Vanye could bear it no longer. He turned upon his knees and made the bow he had never paid his brother, that of respect due his head-of-clan, pressing his brow to the stones. Then he straightened, looked up in desperate appeal. “Let me ride out of here, brother. I have duty to her. she was not well, and I have an oath to her that I have to keep. If I survive that, then I will come back, and we will settle matters.”

Erij only looked at him. He thought that perhaps this was what Erij was seeking after all, that he lose his pride. Erij smiled gently.

“Go to your room,” he said.

Vanye swore, angry and miserable, and rose up and did as he was bidden, back to the wretchedness of Handrys’s room, back to dust and ghosts and filth, forced to sleep in Handrys’s bed, and wear Handrys’s clothes, and pace the floor in loneliness.

It rained that night. Water splashed in through the crack in the unpainted and rotting shutters, and thunder cracked alarmingly as it always did off the side of the mountains. He squinted against the lightning flashes and stared out into the relief of hills against the clouds, wondering how Morgaine fared, whether she lived or had succumbed to her wound, and whether she had managed to find shelter. In time, the rain turned to sleet, and the thunder continued to roll.

By morning a little crust of snow lay on everything, and Ra-morij’s ancient stones were clean. But traffic back and forth in the courtyard soon began, and tracked the ground into brown. Snow never stayed long in Morija, except in Alis Kaje, or the cap of Proeth.

It would, he thought, make things easier for any that followed a trail, and that thought made him doubly uneasy.

All that day, as the day before, no one came, not even to supply him with food. And in the evening came the summons that he expected, and he must again sit with Erij at table, he at one side and Erij at the other.

This evening there was a Chya longbow in the middle of the table amid the dishes and the wine.

“Am I supposed to ask the meaning of it?” Vanye said finally.

“Chya tried our border in the night. Your prediction was true: Morgaine does have unusual followers.”

“I am sure,” said Vanye, “that she did not summon them.”

“We killed five of them,” said Erij, self-pleased.

“I met a man in Ra-leth,” said Vanye, thin-lipped, the while he poured himself wine, “whose image you have grown to be, legitimate brother, heir of Rijan. Who kept rooms as you keep them, and guests as you keep them, and honor as you keep it.”

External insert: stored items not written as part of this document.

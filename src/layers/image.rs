use crate::{
    core::{
        bounds::Bounds,
        geo::WorldBounds,
        viewport::Viewport,
    },
    layers::base::{LayerProperties, LayerTrait, LayerType},
    rendering::context::RenderContext,
    Result,
};

/// Island backdrops drawn over the base tiles
#[derive(Debug, Clone, Copy, PartialEq, Eq, Hash)]
pub enum IslandOverlay {
    Ww,
    Pp,
    Ss,
    Bd,
}

impl IslandOverlay {
    pub const ALL: [IslandOverlay; 4] = [
        IslandOverlay::Ww,
        IslandOverlay::Pp,
        IslandOverlay::Ss,
        IslandOverlay::Bd,
    ];

    /// Path segment used in the overlay URL
    pub fn code(&self) -> &'static str {
        match self {
            IslandOverlay::Ww => "ww",
            IslandOverlay::Pp => "pp",
            IslandOverlay::Ss => "ss",
            IslandOverlay::Bd => "bd",
        }
    }

    pub fn bounds(&self) -> WorldBounds {
        match self {
            IslandOverlay::Ww => WorldBounds::from_coords(-494.0, -1164.0, 1554.0, -140.0),
            IslandOverlay::Pp => WorldBounds::from_coords(-581.0, -3214.0, 443.0, -2190.0),
            IslandOverlay::Ss => WorldBounds::from_coords(528.0, -4237.0, 2576.0, -2189.0),
            IslandOverlay::Bd => WorldBounds::from_coords(1433.0, -1814.0, 2201.0, -1046.0),
        }
    }

    pub fn url(&self, prefix: &str, index: u32) -> String {
        format!("{prefix}qd28/other/{}/{index}.png", self.code())
    }
}

/// A single image stretched over a world rectangle
pub struct ImageLayer {
    properties: LayerProperties,
    url: String,
    bounds: WorldBounds,
}

impl ImageLayer {
    pub fn new(id: String, url: String, bounds: WorldBounds) -> Self {
        let properties = LayerProperties::new(id, "Image Layer".to_string(), LayerType::Image);
        Self {
            properties,
            url,
            bounds,
        }
    }

    pub fn island(prefix: &str, overlay: IslandOverlay, index: u32) -> Self {
        Self::new(
            format!("island-{}-{index}", overlay.code()),
            overlay.url(prefix, index),
            overlay.bounds(),
        )
    }

    pub fn url(&self) -> &str {
        &self.url
    }

    fn screen_bounds(&self, viewport: &Viewport) -> Bounds {
        let min = viewport.world_to_screen(&self.bounds.min);
        let max = viewport.world_to_screen(&self.bounds.max);
        Bounds::new(min, max)
    }
}

impl LayerTrait for ImageLayer {
    crate::impl_layer_trait!(ImageLayer, properties);

    fn bounds(&self) -> Option<WorldBounds> {
        Some(self.bounds)
    }

    fn render(&mut self, context: &mut RenderContext, viewport: &Viewport) -> Result<()> {
        let bounds = self.screen_bounds(viewport);
        context.render_overlay(self.url.clone(), bounds, self.properties.opacity)
    }

    fn options(&self) -> serde_json::Value {
        serde_json::json!({
            "url": self.url,
            "bounds": [
                [self.bounds.min.x, self.bounds.min.y],
                [self.bounds.max.x, self.bounds.max.y]
            ]
        })
    }
}

#[cfg(test)]
mod tests {
    use super::*;
    use crate::{
        core::{
            crs::CoordinateSystem,
            geo::{Point, WorldPoint},
        },
        rendering::context::DrawCommand,
    };

    #[test]
    fn test_island_url_and_bounds() {
        let layer = ImageLayer::island("https://assets.yuanshen.site/tiles_", IslandOverlay::Ss, 2);
        assert_eq!(
            layer.url(),
            "https://assets.yuanshen.site/tiles_qd28/other/ss/2.png"
        );
        assert_eq!(
            layer.bounds(),
            Some(WorldBounds::from_coords(528.0, -4237.0, 2576.0, -2189.0))
        );
        assert_eq!(layer.id(), "island-ss-2");
    }

    #[test]
    fn test_renders_overlay_in_screen_space() {
        let crs = CoordinateSystem::new([0.0, 0.0]);
        let viewport = Viewport::new(crs, WorldPoint::new(0.0, 0.0), 0.0, Point::new(100.0, 100.0));
        let mut layer = ImageLayer::new(
            "o".into(),
            "u.png".into(),
            WorldBounds::from_coords(-10.0, -10.0, 10.0, 10.0),
        );
        let mut ctx = RenderContext::new(100, 100);
        layer.render(&mut ctx, &viewport).unwrap();

        match &ctx.commands()[0] {
            DrawCommand::Overlay { bounds, url, .. } => {
                assert_eq!(url, "u.png");
                assert_eq!(*bounds, Bounds::from_coords(40.0, 40.0, 60.0, 60.0));
            }
            other => panic!("expected overlay, got {other:?}"),
        }
    }
}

Erij seemed amused by that, but the cover was thin. “Bastard brother, your humor is sharp this evening. You are growing over-confident in my hospitality.”

“Brother-killing will be no better for you than it was to me,” Vanye said, keeping his voice quiet and calm, far more so than he felt inside. “Even if you are able to keep your hall well filled with Myya, like those fine servants of yours the other side of the door—it is Nhi that you rule. You ought to remember that. Cut my throat and there are Nhi who will not forget it.”

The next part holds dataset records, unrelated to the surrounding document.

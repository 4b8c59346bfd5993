use crate::core::geo::Point;
use serde::{Deserialize, Serialize};

/// Represents a bounding box in screen/pixel coordinates
#[derive(Debug, Clone, Copy, PartialEq, Serialize, Deserialize)]
pub struct Bounds {
    pub min: Point,
    pub max: Point,
}

impl Bounds {
    /// Creates bounds from two opposite corners in any order
    pub fn new(a: Point, b: Point) -> Self {
        Self {
            min: Point::new(a.x.min(b.x), a.y.min(b.y)),
            max: Point::new(a.x.max(b.x), a.y.max(b.y)),
        }
    }

    /// Creates bounds from individual coordinates
    pub fn from_coords(min_x: f64, min_y: f64, max_x: f64, max_y: f64) -> Self {
        Self::new(Point::new(min_x, min_y), Point::new(max_x, max_y))
    }

    pub fn width(&self) -> f64 {
        self.max.x - self.min.x
    }

    pub fn height(&self) -> f64 {
        self.max.y - self.min.y
    }

    pub fn center(&self) -> Point {
        Point::new(
            (self.min.x + self.max.x) / 2.0,
            (self.min.y + self.max.y) / 2.0,
        )
    }

    /// Checks if the bounds contain a point
    pub fn contains(&self, point: &Point) -> bool {
        point.x >= self.min.x
            && point.x <= self.max.x
            && point.y >= self.min.y
            && point.y <= self.max.y
    }

    /// Checks if the bounds intersect with another bounds
    pub fn intersects(&self, other: &Bounds) -> bool {
        !(other.max.x < self.min.x
            || other.min.x > self.max.x
            || other.max.y < self.min.y
            || other.min.y > self.max.y)
    }

    /// Extends the bounds to include a point
    pub fn extend(&mut self, point: &Point) {
        self.min.x = self.min.x.min(point.x);
        self.min.y = self.min.y.min(point.y);
        self.max.x = self.max.x.max(point.x);
        self.max.y = self.max.y.max(point.y);
    }

    /// Extends the bounds to include another bounds
    pub fn extend_bounds(&mut self, other: &Bounds) {
        self.extend(&other.min);
        self.extend(&other.max);
    }
}

impl Default for Bounds {
    fn default() -> Self {
        Self::new(Point::new(0.0, 0.0), Point::new(0.0, 0.0))
    }
}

“Do you think so?” Erij returned, leaning back. “You have no direct kin in Nhi, bastard brother: only me. And I do not think Chya will be able to do anything—if they cared, which I much doubt they do. And she was quick enough to leave you. I would that I knew what there was in the witch that could turn the likes of you into the faithful servant, Vanye the self-serving, Vanye the coward. And no bed-sharing, either. That is a great sorcery, that you would give that loyal a service to anyone. You were always much better at ambushes.”

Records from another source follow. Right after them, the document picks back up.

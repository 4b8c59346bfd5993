//! Map construction from area names.
//!
//! [`MapFactory`] ties the area registry, the coordinate system and the tile
//! source together and hands back a ready [`Map`] with its base tile layer
//! attached and viewport limits applied.

use crate::{
    constants::MAX_BOUNDS_PADDING,
    core::{
        config::{AreaRegistry, EngineConfig, ResolvedArea},
        crs::CoordinateSystem,
        geo::WorldBounds,
        map::{Map, MapOptions},
    },
    layers::tile::TileLayer,
    tiles::source::TileSourceDescriptor,
    MapError, Result,
};
use std::sync::Arc;

/// Id of the base tile layer on every map the factory builds
pub const BASE_TILE_LAYER_ID: &str = "tiles";

#[derive(Debug, Clone)]
pub struct MapFactory {
    registry: Arc<AreaRegistry>,
    config: EngineConfig,
}

impl MapFactory {
    pub fn new(registry: AreaRegistry) -> Self {
        Self {
            registry: Arc::new(registry),
            config: EngineConfig::default(),
        }
    }

    /// Shares an already loaded registry
    pub fn from_shared(registry: Arc<AreaRegistry>) -> Self {
        Self {
            registry,
            config: EngineConfig::default(),
        }
    }

    pub fn with_config(mut self, config: EngineConfig) -> Self {
        self.config = config;
        self
    }

    pub fn registry(&self) -> &AreaRegistry {
        &self.registry
    }

    pub fn config(&self) -> &EngineConfig {
        &self.config
    }

    /// Tile pyramid description for an area, `None` when it does not resolve
    pub fn tile_source(&self, area_name: &str) -> Option<TileSourceDescriptor> {
        let area = self.registry.resolve(area_name)?;
        Some(TileSourceDescriptor::from_area(
            &area,
            self.config.tile_url_prefix.as_str(),
        ))
    }

    /// Pan limit for an area: tile bounds plus a fixed overscroll margin
    pub fn max_bounds(source: &TileSourceDescriptor) -> WorldBounds {
        source.bounds.expanded(MAX_BOUNDS_PADDING)
    }

    /// Builds a map for `area_name`.
    ///
    /// `options` carries the caller's defaults; the area's own settings are
    /// layered on top. Fails with [`MapError::AreaNotResolved`] when the
    /// area has no code after inheritance, in which case nothing is built.
    pub fn create_map(&self, area_name: &str, options: MapOptions) -> Result<Map> {
        let Some(area) = self.registry.resolve(area_name) else {
            log::warn!("no map built for area {area_name:?}");
            return Err(MapError::AreaNotResolved(area_name.to_string()));
        };
        self.build(area, options)
    }

    /// Builds a map for the configured default area
    pub fn create_default_map(&self, options: MapOptions) -> Result<Map> {
        let name = self.config.default_area.clone();
        self.create_map(&name, options)
    }

    fn build(&self, area: ResolvedArea, options: MapOptions) -> Result<Map> {
        let crs = CoordinateSystem::new(area.center);
        let source = TileSourceDescriptor::from_area(&area, self.config.tile_url_prefix.as_str());
        let options = options.with_area_settings(&area.settings);

        log::info!(
            "building map for {:?} (code {}, center {:?}, zoom {})",
            area.name,
            area.code,
            options.center,
            options.zoom
        );

        let max_bounds = Self::max_bounds(&source);
        let mut map = Map::new(crs, options);
        map.set_max_bounds(Some(max_bounds));
        map.add_layer(Box::new(TileLayer::new(
            BASE_TILE_LAYER_ID.to_string(),
            source,
            crs,
        )))?;
        Ok(map.with_area(area))
    }
}

impl Default for MapFactory {
    fn default() -> Self {
        Self::new(AreaRegistry::builtin())
    }
}

#[cfg(test)]
mod tests {
    use super::*;
    use crate::core::{config::AreaConfig, geo::WorldPoint};
    use crate::prelude::HashMap;

    #[test]
    fn test_create_map_applies_area_settings() {
        let factory = MapFactory::default();
        let map = factory.create_map("金苹果群岛", MapOptions::default()).unwrap();

        assert_eq!(map.viewport().center, WorldPoint::new(600.0, -2190.0));
        assert_eq!(map.viewport().zoom, -2.0);
        assert_eq!(map.area().map(|a| a.code.as_str()), Some("qd28"));
        assert_eq!(map.list_layers(), vec![BASE_TILE_LAYER_ID.to_string()]);
    }

    #[test]
    fn test_max_bounds_pads_tile_bounds() {
        let factory = MapFactory::default();
        let source = factory.tile_source("提瓦特-base1").unwrap();
        let padded = MapFactory::max_bounds(&source);
        assert_eq!(padded.min, WorldPoint::new(-13568.0, -16286.0));
        assert_eq!(padded.max, WorldPoint::new(18720.0, 19074.0));

        let map = factory.create_map("地下矿区", MapOptions::default()).unwrap();
        assert_eq!(map.viewport().max_bounds(), Some(&padded));
    }

    #[test]
    fn test_unresolvable_area_builds_nothing() {
        let mut areas = HashMap::default();
        areas.insert("bare".to_string(), AreaConfig::default());
        let factory = MapFactory::new(AreaRegistry::new(areas, "bare"));

        assert!(matches!(
            factory.create_map("bare", MapOptions::default()),
            Err(MapError::AreaNotResolved(_))
        ));
        assert!(factory.tile_source("missing").is_none());
    }
}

Some that Erij said of him he owned for the truth: younger brother against the older, bastard against the heir-sons, he had not always stayed by the terms of honor. And they had laid ambushes of their own, the more so after his nurse died and he came to take up residence in the fortress of Ra-morij.

That was, he recalled, the time when they had ceased to be brothers: when he came to live in the fortress, and they perceived him not as poor relation, but as rival. He had not understood clearly how it was at the time. He had been nine.

Erij was twelve, Handrys thirteen: it was at that age that boys could be most mindfully, mindlessly cruel.